Indian actress and singer (born 1996)

Tara Sutaria (born 19 November 1995) is an Indian actress and singer who works in Hindi films. She began her career as a singer in Disney India's reality show Big Bada Boom (2010) and transitioned to acting with the channel's sitcoms The Suite Life of Karan and Kabir (2012) and Oye Jassie (2013). Sutaria made her film debut in 2019 with Student of the Year 2, for which she won the Zee Cine Award for Best Female Debut. She then played the leading lady in the androcentric action films Marjaavaan (2019) and Ek Villain Returns (2022). An against-type performance for Sutaria came in the survival thriller Apurva (2023) and she has since starred in the Kannada action film Toxic (2026).
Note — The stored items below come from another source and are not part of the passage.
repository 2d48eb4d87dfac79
pub fn split_csv(s: &str) -> Vec<String> {
    s.split(',')
        .map(|x| x.trim().to_string())
        .filter(|x| !x.is_empty())
        .collect()
}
==Early life and education==
Tara Sutaria was born on 19 November 1995 in Mumbai. Her father, Himanshu Sutaria, is a Hindu, and her mother, Tina Sutaria, is a Zoroastrian belonging to the Parsi community. Her name means "star" in Sanskrit. She has a twin sister named Pia. Both trained in classical ballet, modern dance and Latin American dances at the School of Classical Ballet and Western Dance, Royal Academy of Dance, United Kingdom and the Imperial Society for Teachers of Dancing, United Kingdom. She has been a professional singer since she was seven years old, having sung in operas and competitions since then. She received bachelor's degree in Mass Media from St. Andrew's College of Arts, Science and Commerce.

==Career==
===Early television career (2010–2013)===
Sutaria started her association with Disney Channel India as a video jockey and continued to be associated with them, having two successful sitcoms to her credit. She has also been recording music in India and abroad for films, advertisements, and her own original work. Her song "Slippin' Through My Fingers" is part of the Ashwin Gidwani Production of Bharat Dhabholkar's Blame It On Yashraj. She has also played the lead role of Sandy in Raell Padamsee's production of the musical Grease.
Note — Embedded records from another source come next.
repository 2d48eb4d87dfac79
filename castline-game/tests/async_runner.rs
#![cfg(feature = "async")]

use std::convert::Infallible;
use std::time::Duration;

use castline_game::runtime::{drive, run_for, run_until};
use castline_game::{
    CardCatalog, CatalogSource, CatchLedger, CatchRecord, CatchSummary, FishCatalog, GameLoop,
    LoopConfig, PlayerHooks, PlayerId, default_catalog,
};

struct Embedded;

impl CatalogSource for Embedded {
    type Error = castline_game::CatalogError;

    fn load_fish_catalog(&self) -> Result<FishCatalog, Self::Error> {
        FishCatalog::embedded()
    }

    fn load_card_catalog(&self) -> Result<CardCatalog, Self::Error> {
        CardCatalog::embedded()
    }
}

struct Discard;

impl CatchLedger for Discard {
    type Error = Infallible;

    fn append_history(&mut self, _record: &CatchRecord) -> Result<(), Self::Error> {
        Ok(())
    }

    fn append_unclaimed(&mut self, _record: &CatchRecord) -> Result<(), Self::Error> {
        Ok(())
    }
}

#[derive(Default)]
struct CountResets(usize);

impl PlayerHooks for CountResets {
    type Error = Infallible;

    fn notify_catch(&mut self, _player: &PlayerId, _summary: &CatchSummary) -> Result<(), Self::Error> {
        Ok(())
    }

    fn reset_all_decks(&mut self) -> Result<(), Self::Error> {
        self.0 += 1;
        Ok(())
    }

    fn on_claim(&mut self, _player: &PlayerId, _record: &CatchRecord) -> Result<(), Self::Error> {
        Ok(())
    }
}

fn fast_loop() -> GameLoop<Embedded, Discard, CountResets> {
    let config = LoopConfig {
        tick_interval_ms: 1,
        sample_size: 200,
        ..LoopConfig::default_config().with_seed(3)
    };
    GameLoop::new(config, Embedded, Discard, CountResets::default())
}

#[test]
fn run_for_ticks_a_full_day_in_order() {
    assert!(default_catalog().is_ok());
    let mut game = fast_loop();
    let reports = tokio_test::block_on(run_for(&mut game, 24));
    let hours: Vec<u8> = reports.iter().map(|report| report.hour).collect();
    assert_eq!(hours, (0..24).collect::<Vec<u8>>());
    assert!(reports.last().is_some_and(|report| report.wrapped));
    assert_eq!(game.hooks().0, 1);
    assert_eq!(game.ticks(), 24);
}

#[tokio::test]
async fn run_until_stops_on_shutdown() {
    let mut game = fast_loop();
    let mut seen = 0_u64;
    let ran = run_until(
        &mut game,
        tokio::time::sleep(Duration::from_millis(30)),
        |_| seen += 1,
    )
    .await;
    assert_eq!(ran, seen);
    assert!(ran >= 1);
    assert_eq!(game.ticks(), ran);
}

#[test]
fn drive_lets_players_cast_between_ticks() {
    let mut game = fast_loop();
    let player = PlayerId::from("ana");
    let mut claimed = 0_usize;
    let reports = tokio_test::block_on(drive(&mut game, 6, |game| {
        if game.claim_catch(&player).is_ok() {
            claimed += 1;
        }
        game.submit_cast(&player, &[11], &[11, 4, 2]).unwrap();
    }));
    assert_eq!(reports.len(), 6);
    assert!(reports.iter().all(|report| report.catches.len() == 1));
    assert_eq!(claimed, 5);
    assert_eq!(game.desk().unclaimed().len(), 1);
}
She has recorded and performed solo concerts in London, Tokyo, Lavasa and Mumbai. She has performed with Louiz Banks and Mikey McCleary and has also been a soloist for the Stop-Gaps Choral Ensemble, singing at the NCPA for over a decade. She was one of the top seven finalists of the 2008 "Pogo Amazing Kids Awards" in the singer category. She received recognition for her roles of Vinnie in The Suite Life of Karan & Kabir and Jassie in Oye Jassie.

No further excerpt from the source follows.